Why Random erasing in Computer Vision? - Purpose & Use Cases
Imagine you are teaching a computer to recognize objects in photos. You have many pictures, but some look very similar, and the computer gets confused. You try to add more pictures by manually editing them to cover parts of the objects, hoping the computer will learn better. This takes forever and is very tiring.
Manually editing thousands of images to cover random parts is slow and boring. It's easy to make mistakes or miss important variations. Also, it's hard to cover enough different parts to help the computer learn well. This leads to poor results and wasted time.
Random erasing automatically covers random parts of images during training. This tricks the computer into focusing on different features each time. It's fast, consistent, and creates many new variations without extra work.

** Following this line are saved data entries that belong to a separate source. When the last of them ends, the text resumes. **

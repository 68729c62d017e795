//! Shared configuration for the lumen language server endpoint.
//!
//! Settings resolve from command-line flags first, then `LUMEN_*`
//! environment variables, then the built-in defaults. The protocol streams
//! occupy stdin and stdout, so configuration never comes from either.

mod defaults;
mod logging;
mod policy;

use std::ffi::OsString;
use std::io;

use camino::{Utf8Path, Utf8PathBuf};
use clap::Parser;
use thiserror::Error;

pub use defaults::{
    DEFAULT_LOG_FILTER, default_log_filter, default_log_format, default_malformed_policy,
    default_unknown_method_policy,
};
pub use logging::{LogFormat, LogFormatParseError};
pub use policy::{MalformedPolicy, PolicyParseError, UnknownMethodPolicy};

/// Environment variable naming the side-channel log file.
pub const LOG_FILE_ENV: &str = "LUMEN_LOG_FILE";
/// Environment variable holding the log filter expression.
pub const LOG_FILTER_ENV: &str = "LUMEN_LOG_FILTER";
/// Environment variable selecting the log format.
pub const LOG_FORMAT_ENV: &str = "LUMEN_LOG_FORMAT";
/// Environment variable selecting the malformed-envelope policy.
pub const MALFORMED_POLICY_ENV: &str = "LUMEN_MALFORMED_MESSAGES";
/// Environment variable selecting the unknown-method policy.
pub const UNKNOWN_METHOD_POLICY_ENV: &str = "LUMEN_UNKNOWN_METHODS";

/// Resolved runtime configuration for `lumend`.
#[derive(Debug, Clone, PartialEq, Eq, Parser)]
#[command(
    name = "lumend",
    version,
    about = "Minimal Language Server Protocol endpoint speaking JSON-RPC over stdio"
)]
pub struct Config {
    /// File receiving the diagnostic log. Logs go to stderr when unset.
    #[arg(long, env = LOG_FILE_ENV, value_name = "PATH")]
    pub log_file: Option<Utf8PathBuf>,
    /// `tracing` filter expression, for example `info` or `lumen_lsp=debug`.
    #[arg(long, env = LOG_FILTER_ENV, value_name = "EXPR", default_value = DEFAULT_LOG_FILTER)]
    pub log_filter: String,
    /// Format of each diagnostic log line.
    #[arg(long, env = LOG_FORMAT_ENV, value_name = "FORMAT", default_value_t = default_log_format())]
    pub log_format: LogFormat,
    /// Reaction to bodies that are not valid JSON-RPC requests.
    #[arg(
        long,
        env = MALFORMED_POLICY_ENV,
        value_name = "POLICY",
        default_value_t = default_malformed_policy()
    )]
    pub malformed_messages: MalformedPolicy,
    /// Reaction to methods the server does not implement.
    #[arg(
        long,
        env = UNKNOWN_METHOD_POLICY_ENV,
        value_name = "POLICY",
        default_value_t = default_unknown_method_policy()
    )]
    pub unknown_methods: UnknownMethodPolicy,
}

impl Default for Config {
    fn default() -> Self {
        Self {
            log_file: None,
            log_filter: default_log_filter().to_owned(),
            log_format: default_log_format(),
            malformed_messages: default_malformed_policy(),
            unknown_methods: default_unknown_method_policy(),
        }
    }
}

impl Config {
    /// Loads configuration from the process arguments and environment.
    ///
    /// # Errors
    ///
    /// Returns [`ConfigError::Arguments`] when a flag or environment value
    /// fails to parse, or when help/version output was requested.
    pub fn load() -> Result<Self, ConfigError> {
        Self::load_from_iter(std::env::args_os())
    }

    /// Loads configuration from an explicit argument list.
    ///
    /// The first item is the program name, as with [`std::env::args_os`].
    ///
    /// # Errors
    ///
    /// Returns [`ConfigError::Arguments`] when parsing fails.
    pub fn load_from_iter<I, T>(args: I) -> Result<Self, ConfigError>
    where
        I: IntoIterator<Item = T>,
        T: Into<OsString> + Clone,
    {
        Self::try_parse_from(args).map_err(ConfigError::Arguments)
    }

    /// Destination of the diagnostic log, when one was configured.
    #[must_use]
    pub fn log_file(&self) -> Option<&Utf8Path> {
        self.log_file.as_deref()
    }

    /// Log filter expression.
    #[must_use]
    pub fn log_filter(&self) -> &str {
        self.log_filter.as_str()
    }

    /// Log line format.
    #[must_use]
    pub fn log_format(&self) -> LogFormat {
        self.log_format
    }

    /// Policy for malformed envelopes.
    #[must_use]
    pub fn malformed_messages(&self) -> MalformedPolicy {
        self.malformed_messages
    }

    /// Policy for unrecognised methods.
    #[must_use]
    pub fn unknown_methods(&self) -> UnknownMethodPolicy {
        self.unknown_methods
    }
}

/// Errors raised while resolving configuration.
#[derive(Debug, Error)]
pub enum ConfigError {
    /// A flag or environment value was rejected, or help/version output was
    /// requested.
    #[error("invalid arguments: {0}")]
    Arguments(#[source] clap::Error),
}

impl ConfigError {
    /// Whether the error only carries informational output such as `--help`.
    #[must_use]
    pub fn is_informational(&self) -> bool {
        match self {
            Self::Arguments(error) => matches!(
                error.kind(),
                clap::error::ErrorKind::DisplayHelp | clap::error::ErrorKind::DisplayVersion
            ),
        }
    }

    /// Prints the rendered message the way clap would: help and version text
    /// to stdout, usage errors to stderr.
    ///
    /// # Errors
    ///
    /// Returns the I/O error raised while writing.
    pub fn print(&self) -> io::Result<()> {
        match self {
            Self::Arguments(error) => error.print(),
        }
    }

    /// Process exit status matching clap's conventions: 0 for informational
    /// output, 2 for usage errors.
    #[must_use]
    pub fn exit_code(&self) -> u8 {
        match self {
            Self::Arguments(error) => u8::try_from(error.exit_code()).unwrap_or(2),
        }
    }
}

This helps the model learn to recognize objects even if parts are missing or hidden.
for img in images: manually_cover_part(img) train_model(img)
for img in images: img = random_erasing(img) train_model(img)
Random erasing enables models to become more robust and accurate by learning from varied and partially hidden images automatically.
In self-driving cars, random erasing helps the AI recognize pedestrians even if they are partly hidden behind objects like parked cars or trees.
Manual image editing for training is slow and error-prone.
Random erasing automatically creates useful image variations.
This improves model accuracy and robustness in real-world situations.